> _Dataset excerpts_
>>>>>

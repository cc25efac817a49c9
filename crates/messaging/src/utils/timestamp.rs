//! Wire format of timestamps.
//!
//! The service exchanges instants as epoch seconds with a fractional part
//! carrying millisecond precision. Anything finer is dropped on
//! serialization, so an instant read back from a payload is truncated to
//! its millisecond.

use chrono::{DateTime, Utc};

/// Convert an instant to fractional epoch seconds, truncated to the millisecond
pub fn to_epoch_seconds(instant: &DateTime<Utc>) -> f64 {
    instant.timestamp_millis() as f64 / 1000.0
}

/// Convert fractional epoch seconds to an instant, rounding to the millisecond
pub fn from_epoch_seconds(seconds: f64) -> Option<DateTime<Utc>> {
    if !seconds.is_finite() {
        return None;
    }
    let millis = (seconds * 1000.0).round();
    if millis < i64::MIN as f64 || millis > i64::MAX as f64 {
        return None;
    }
    DateTime::<Utc>::from_timestamp_millis(millis as i64)
}

/// Serde adapter for `Option<DateTime<Utc>>` fields
pub mod epoch_seconds {
    use chrono::{DateTime, Utc};
    use serde::de::Error;
    use serde::{Deserialize, Deserializer, Serializer};

    pub fn serialize<S>(value: &Option<DateTime<Utc>>, serializer: S) -> Result<S::Ok, S::Error>
    where
        S: Serializer,
    {
        match value {
            Some(instant) => serializer.serialize_f64(super::to_epoch_seconds(instant)),
            None => serializer.serialize_none(),
        }
    }

    pub fn deserialize<'de, D>(deserializer: D) -> Result<Option<DateTime<Utc>>, D::Error>
    where
        D: Deserializer<'de>,
    {
        match Option::<f64>::deserialize(deserializer)? {
            Some(seconds) => super::from_epoch_seconds(seconds)
                .map(Some)
                .ok_or_else(|| D::Error::custom(format!("timestamp out of range: {}", seconds))),
            None => Ok(None),
        }
    }
}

<<<<<

> _Aim of the task_
A complete answer gives every line of the records holding "truncated".

> _Exercise output_
//! serialization, so an instant read back from a payload is truncated to
/// Convert an instant to fractional epoch seconds, truncated to the millisecond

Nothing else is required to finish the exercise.